The more you cut the system the better off you are because it's running a negative return or at least a return much lower than the private sector investments that we have as an alternative, Entin says.
But like Gramlich, Entin is concerned about private investment. As long as government continues to spend at current levels, it will continue to absorb saving at existing levels, whether or not people channel their saving to government through Social Security or through Individual Retirement Accounts. The real challenge is to cut federal spending, thus freeing up saving to flow away from government and into private investment.

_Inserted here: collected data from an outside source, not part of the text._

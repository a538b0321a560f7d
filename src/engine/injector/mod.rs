// Deferred capability injection
//
// Capabilities are queued by tag during startup, before the host object they
// belong on exists. `run_injection` waits for the host root, creates one child
// under it, attaches every queued capability, and then refuses further queuing.

mod capability;
mod host;

pub use capability::{Capability, CapabilityFactories, CapabilityFactory, CapabilityTag};
pub use host::{HostObject, HostRootProvider, HostRootSlot, SceneNode};

use crate::core::LoaderConfig;
use log::{debug, info};
use std::sync::{Arc, Mutex, MutexGuard, PoisonError};
use std::time::Duration;

/// Injection errors
#[derive(Debug, thiserror::Error, PartialEq, Eq)]
pub enum InjectionError {
    #[error("Injection already finished")]
    AlreadyInjected,

    #[error("Injection is already waiting for the host")]
    InjectionInProgress,

    #[error("No factory registered for capability '{0}'")]
    UnregisteredCapability(CapabilityTag),
}

#[derive(Debug, Clone, Copy, PartialEq, Eq)]
enum InjectionPhase {
    Pending,
    Waiting,
    Injected,
}

#[derive(Debug)]
struct InjectionState {
    /// Queued tags in queue order, without duplicates
    queued: Vec<CapabilityTag>,
    phase: InjectionPhase,
}

/// Attaches queued capabilities to a host object that appears after startup
#[derive(Debug)]
pub struct DeferredInjector {
    state: Mutex<InjectionState>,
    factories: CapabilityFactories,
    object_name: String,
    poll_interval: Duration,
}

impl DeferredInjector {
    pub fn new(factories: CapabilityFactories, config: &LoaderConfig) -> Self {
        Self {
            state: Mutex::new(InjectionState {
                queued: Vec::new(),
                phase: InjectionPhase::Pending,
            }),
            factories,
            object_name: config.injected_object_name().to_string(),
            poll_interval: config.injection_poll_interval(),
        }
    }

    fn lock_state(&self) -> MutexGuard<'_, InjectionState> {
        self.state.lock().unwrap_or_else(PoisonError::into_inner)
    }

    /// Queue a capability for attachment
    ///
    /// Accepted until injection completes, including while waiting for the host.
    pub fn queue_capability(&self, tag: CapabilityTag) -> Result<(), InjectionError> {
        if !self.factories.contains(tag) {
            return Err(InjectionError::UnregisteredCapability(tag));
        }

        let mut state = self.lock_state();
        if state.phase == InjectionPhase::Injected {
            return Err(InjectionError::AlreadyInjected);
        }

        if !state.queued.contains(&tag) {
            debug!("Queued capability '{}'", tag);
            state.queued.push(tag);
        }
        Ok(())
    }

    /// Whether injection has completed
    pub fn is_injected(&self) -> bool {
        self.lock_state().phase == InjectionPhase::Injected
    }

    /// Currently queued tags, in queue order
    pub fn queued(&self) -> Vec<CapabilityTag> {
        self.lock_state().queued.clone()
    }

    /// Wait for the host root, then attach every queued capability exactly once
    ///
    /// Must be called once. A second call fails with `InjectionInProgress`
    /// while the first is waiting, and with `AlreadyInjected` afterwards.
    /// Returns the object the capabilities were attached to.
    pub async fn run_injection(
        &self,
        provider: &dyn HostRootProvider,
    ) -> Result<Arc<dyn HostObject>, InjectionError> {
        {
            let mut state = self.lock_state();
            match state.phase {
                InjectionPhase::Injected => return Err(InjectionError::AlreadyInjected),
                InjectionPhase::Waiting => return Err(InjectionError::InjectionInProgress),
                InjectionPhase::Pending => state.phase = InjectionPhase::Waiting,
            }
        }

        info!("Waiting for host root to inject capabilities...");
        let root = provider.wait_for_root(self.poll_interval).await;

        // Closing the queue and snapshotting it happen under one lock, so no
        // capability can be accepted without also being attached.
        let tags = {
            let mut state = self.lock_state();
            state.phase = InjectionPhase::Injected;
            state.queued.clone()
        };

        let target = root.create_child(&self.object_name);
        for tag in &tags {
            if let Some(capability) = self.factories.create(*tag) {
                target.attach(Arc::clone(&capability));
                capability.awake(&target);
                debug!("Attached capability '{}'", tag);
            }
        }

        info!(
            "Injected {} capabilities into '{}' under '{}'",
            tags.len(),
            target.name(),
            root.name()
        );
        Ok(target)
    }
}
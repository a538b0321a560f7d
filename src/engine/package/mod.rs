// Character package container format
//
// A package is a flat sequence of fields: magic, version, character info JSON,
// prefab resource name, animator resource name, blob length and blob bytes.
// Header literals are matched exactly; there is no compatibility window.

mod codec;

pub use codec::{decode, encode, write_package, DecodedPackage, PACKAGE_MAGIC, PACKAGE_VERSION};

/// Container format errors
#[derive(Debug, thiserror::Error, PartialEq, Eq)]
pub enum FormatError {
    #[error("File magic invalid, wrong file type?")]
    MagicMismatch,

    #[error("Unsupported package version: {found}")]
    UnsupportedVersion { found: String },

    #[error("Truncated {field}: needed {needed} bytes, {available} available")]
    Truncated {
        field: &'static str,
        needed: usize,
        available: usize,
    },

    #[error("Malformed length prefix for {field}")]
    MalformedLength { field: &'static str },

    #[error("Field {field} is not valid UTF-8")]
    InvalidText { field: &'static str },

    #[error("Blob of {len} bytes does not fit the length field")]
    BlobTooLarge { len: usize },
}
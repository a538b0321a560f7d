// Game-side modules: custom characters and how they reach live players

pub mod characters;
// Loading one package file into a resolved character package

use super::info::{CharacterInfo, InfoParseError};
use crate::engine::assets::{AssetResolver, AssetTable, ResolveError};
use crate::engine::package::{self, FormatError};
use log::debug;
use std::path::{Path, PathBuf};
use std::sync::Arc;

/// Failure to load a single package file
#[derive(Debug, thiserror::Error)]
pub enum LoadError {
    #[error("Failed to read {path}: {source}")]
    Io {
        path: PathBuf,
        #[source]
        source: std::io::Error,
    },

    #[error("Invalid package {path}: {source}")]
    Format {
        path: PathBuf,
        #[source]
        source: FormatError,
    },

    #[error("Invalid character info in {path}: {source}")]
    Info {
        path: PathBuf,
        #[source]
        source: InfoParseError,
    },

    #[error("Failed to resolve assets of {path}: {source}")]
    Resolve {
        path: PathBuf,
        #[source]
        source: ResolveError,
    },
}

impl LoadError {
    /// File the failure belongs to
    pub fn path(&self) -> &Path {
        match self {
            LoadError::Io { path, .. }
            | LoadError::Format { path, .. }
            | LoadError::Info { path, .. }
            | LoadError::Resolve { path, .. } => path,
        }
    }
}

/// A fully loaded custom character
#[derive(Debug, Clone)]
pub struct CharacterPackage {
    pub info: CharacterInfo,
    pub prefab_resource_name: String,
    pub animator_resource_name: String,
    pub assets: AssetTable,
}

impl CharacterPackage {
    pub fn name(&self) -> &str {
        &self.info.name
    }

    /// Release every resolved resource through the resolver that produced it
    pub fn unload(self, resolver: &dyn AssetResolver) {
        debug!(
            "Unloading {} resources of '{}'",
            self.assets.len(),
            self.info.name
        );
        for (name, handle) in self.assets {
            resolver.release(&name, &handle);
        }
    }
}

/// Turns package files into resolved character packages
#[derive(Clone)]
pub struct PackageLoader {
    resolver: Arc<dyn AssetResolver>,
}

impl PackageLoader {
    pub fn new(resolver: Arc<dyn AssetResolver>) -> Self {
        Self { resolver }
    }

    pub fn resolver(&self) -> &Arc<dyn AssetResolver> {
        &self.resolver
    }

    /// Load one package file
    ///
    /// Suspends while the file is read and while its assets are resolved.
    /// No retries; every failure carries the file path and its cause.
    pub async fn load<P: AsRef<Path>>(&self, path: P) -> Result<CharacterPackage, LoadError> {
        let path = path.as_ref();

        let bytes = tokio::fs::read(path).await.map_err(|source| LoadError::Io {
            path: path.to_path_buf(),
            source,
        })?;

        let decoded = package::decode(&bytes).map_err(|source| LoadError::Format {
            path: path.to_path_buf(),
            source,
        })?;

        let info = CharacterInfo::from_json(&decoded.info_json).map_err(|source| LoadError::Info {
            path: path.to_path_buf(),
            source,
        })?;

        debug!(
            "Decoded '{}' by {}, resolving {} byte asset blob",
            info.name,
            info.author,
            decoded.blob.len()
        );

        let assets = self
            .resolver
            .resolve(&decoded.blob)
            .await
            .map_err(|source| LoadError::Resolve {
                path: path.to_path_buf(),
                source,
            })?;

        debug!("Resolved {} resources for '{}'", assets.len(), info.name);

        Ok(CharacterPackage {
            info,
            prefab_resource_name: decoded.prefab_resource_name,
            animator_resource_name: decoded.animator_resource_name,
            assets,
        })
    }
}

impl std::fmt::Debug for PackageLoader {
    fn fmt(&self, f: &mut std::fmt::Formatter<'_>) -> std::fmt::Result {
        f.debug_struct("PackageLoader")
            .field("resolver", &"<AssetResolver>")
            .finish()
    }
}
// Name-keyed table of resolved resources

use super::handle::ResourceHandle;
use std::collections::HashMap;

/// Mapping from resource name to resolved resource handle
///
/// Filled once by an `AssetResolver`; read-only afterwards.
#[derive(Debug, Clone, Default)]
pub struct AssetTable {
    resources: HashMap<String, ResourceHandle>,
}

impl AssetTable {
    pub fn new() -> Self {
        Self::default()
    }

    /// Add a resource, replacing any earlier one with the same name
    pub fn insert(&mut self, name: impl Into<String>, handle: ResourceHandle) {
        self.resources.insert(name.into(), handle);
    }

    /// Get a resource by name
    pub fn get(&self, name: &str) -> Option<&ResourceHandle> {
        self.resources.get(name)
    }

    pub fn contains(&self, name: &str) -> bool {
        self.resources.contains_key(name)
    }

    /// Resource names in sorted order
    pub fn names(&self) -> Vec<&str> {
        let mut names: Vec<&str> = self.resources.keys().map(String::as_str).collect();
        names.sort_unstable();
        names
    }

    pub fn iter(&self) -> impl Iterator<Item = (&str, &ResourceHandle)> {
        self.resources.iter().map(|(name, handle)| (name.as_str(), handle))
    }

    pub fn len(&self) -> usize {
        self.resources.len()
    }

    pub fn is_empty(&self) -> bool {
        self.resources.is_empty()
    }
}

impl IntoIterator for AssetTable {
    type Item = (String, ResourceHandle);
    type IntoIter = std::collections::hash_map::IntoIter<String, ResourceHandle>;

    fn into_iter(self) -> Self::IntoIter {
        self.resources.into_iter()
    }
}

impl FromIterator<(String, ResourceHandle)> for AssetTable {
    fn from_iter<I: IntoIterator<Item = (String, ResourceHandle)>>(iter: I) -> Self {
        Self {
            resources: iter.into_iter().collect(),
        }
    }
}
// Engine modules: package container, asset resolution, capability injection

pub mod assets;
pub mod injector;
pub mod package;
// Headless player rig that custom characters can be applied to

use super::animation::{ActionStateAnim, ActionStateAnims, GameplayMode};
use super::content::CustomContentHolder;
use super::customize::CustomizeError;
use super::target::{
    CustomizationTarget, Material, SpawnedContent, SpriteRenderer, TargetAnimationState,
};
use crate::engine::assets::{AnimationController, Prefab};
use std::sync::Arc;

/// Name of the material a fresh rig's base sprite uses
pub const DEFAULT_SPRITE_MATERIAL: &str = "Sprites-Default";

/// The player's in-host animator
#[derive(Debug, Clone, PartialEq, Default)]
pub struct HostAnimator {
    pub controller: Option<Arc<AnimationController>>,
    /// How many times the animator has been (re)initialized
    pub initializations: u32,
}

/// In-memory player
///
/// Mirrors the parts of a host player that customization touches: the
/// animator, the four action states, the flip flag, the base sprite renderer
/// and the custom content holder.
#[derive(Debug, Clone, PartialEq)]
pub struct PlayerRig {
    animator: Option<HostAnimator>,
    action_states: ActionStateAnims,
    sprite_flip_x: bool,
    base_sprite: Option<SpriteRenderer>,
    content_holder: Option<CustomContentHolder>,
    suffix: String,
}

impl Default for PlayerRig {
    fn default() -> Self {
        Self::new()
    }
}

impl PlayerRig {
    /// A rig with an animator and a base sprite using the default material
    pub fn new() -> Self {
        let mut base_sprite = SpriteRenderer::new("Sprite");
        base_sprite.material = Some(Material::new(DEFAULT_SPRITE_MATERIAL));

        Self {
            animator: Some(HostAnimator::default()),
            action_states: ActionStateAnims::default(),
            sprite_flip_x: false,
            base_sprite: Some(base_sprite),
            content_holder: None,
            suffix: super::target::DEFAULT_INSTANTIATION_SUFFIX.to_string(),
        }
    }

    pub fn without_animator(mut self) -> Self {
        self.animator = None;
        self
    }

    pub fn without_base_sprite(mut self) -> Self {
        self.base_sprite = None;
        self
    }

    pub fn with_base_material(mut self, material: Material) -> Self {
        if let Some(sprite) = self.base_sprite.as_mut() {
            sprite.material = Some(material);
        }
        self
    }

    pub fn with_instantiation_suffix(mut self, suffix: impl Into<String>) -> Self {
        self.suffix = suffix.into();
        self
    }

    pub fn controller(&self) -> Option<&Arc<AnimationController>> {
        self.animator.as_ref().and_then(|a| a.controller.as_ref())
    }

    pub fn animator_initializations(&self) -> u32 {
        self.animator.as_ref().map_or(0, |a| a.initializations)
    }

    pub fn base_sprite(&self) -> Option<&SpriteRenderer> {
        self.base_sprite.as_ref()
    }

    pub fn set_sprite_flip_x(&mut self, flip_x: bool) {
        self.sprite_flip_x = flip_x;
    }

    /// Custom content bound to the rig, if any
    pub fn content(&self) -> Option<&SpawnedContent> {
        self.content_holder.as_ref().and_then(|h| h.content())
    }

    /// Advance one frame, mirroring the flip flag onto custom content
    pub fn tick(&mut self) -> bool {
        if self.content_holder.is_none() {
            return false;
        }
        self.sync_content()
    }
}

impl TargetAnimationState for PlayerRig {
    fn set_action_state(&mut self, mode: GameplayMode, anim: ActionStateAnim) {
        self.action_states.set(mode, anim);
    }

    fn action_state(&self, mode: GameplayMode) -> &ActionStateAnim {
        self.action_states.get(mode)
    }

    fn sprite_flip_x(&self) -> bool {
        self.sprite_flip_x
    }
}

impl CustomizationTarget for PlayerRig {
    fn instantiation_suffix(&self) -> &str {
        &self.suffix
    }

    fn instantiate(&mut self, prefab: &Prefab) -> SpawnedContent {
        SpawnedContent::instantiate(prefab, &self.suffix)
    }

    fn content_holder(&mut self) -> &mut CustomContentHolder {
        self.content_holder.get_or_insert_with(CustomContentHolder::new)
    }

    fn install_controller(
        &mut self,
        controller: Arc<AnimationController>,
    ) -> Result<(), CustomizeError> {
        let animator = self
            .animator
            .as_mut()
            .ok_or(CustomizeError::MissingTargetCapability("animator"))?;
        animator.controller = Some(controller);
        Ok(())
    }

    fn base_sprite_material(&self) -> Option<Material> {
        self.base_sprite.as_ref().and_then(|s| s.material.clone())
    }

    fn reinitialize_animator(&mut self) {
        if let Some(animator) = self.animator.as_mut() {
            animator.initializations += 1;
        }
    }

    fn set_base_sprite_enabled(&mut self, enabled: bool) {
        if let Some(sprite) = self.base_sprite.as_mut() {
            sprite.enabled = enabled;
        }
    }
}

You can increase national saving if you can restrain the government from borrowing or taxing the money back," explains Entin. The reason is that with real national saving going into real private investment, productivity goes up and wages go up and people are better off while they are working as well as when they are retired. With more output we can take care of the elderly without having to take output away from the younger generation. The elderly will live on savings that produce higher output. They are taking their share of the added production. They are not dipping into their kids' real income.
Identifying what he calls political risks associated with individual accounts, MIT's Peter Diamond thinks individual accounts don't solve the transition problem. Any dollar that goes into an individual account is a dollar that doesn't go into the trust fund. Thus, the financial problems of the unfunded obligation are exactly the same with individual accounts as without individual accounts.
He advises that emphasis on Social Security's rate of return is misplaced. One reason for the small return is the fact that earlier beneficiaries of the system enjoyed higher rates. Had this been otherwise, the rate of poverty for the aged would have been dramatically increased and would have increased other federal spending on old age income support. To compare the rate of return on a portfolio with the rate of return on your taxes is to compare apples and oranges, says Diamond. He also says that regulation of any privatized system would impose an enormous burden on government, requiring it to oversee millions of individual accounts.
This, however, presupposes a naivete on the part of savers that may be unjustified. To hide behind the argument that investing in equities is `too risky' is something from a bygone era, says John Gallahue, Jr., Executive Director of the MBTA Retirement Fund. Those of us who have been in the pension industry have seen the benefits of investing in the equity markets.
Gallahue believes future retirees are wiser than experts think. I can show you a lot of bus drivers that can give me a lesson on the stock market on a daily basis.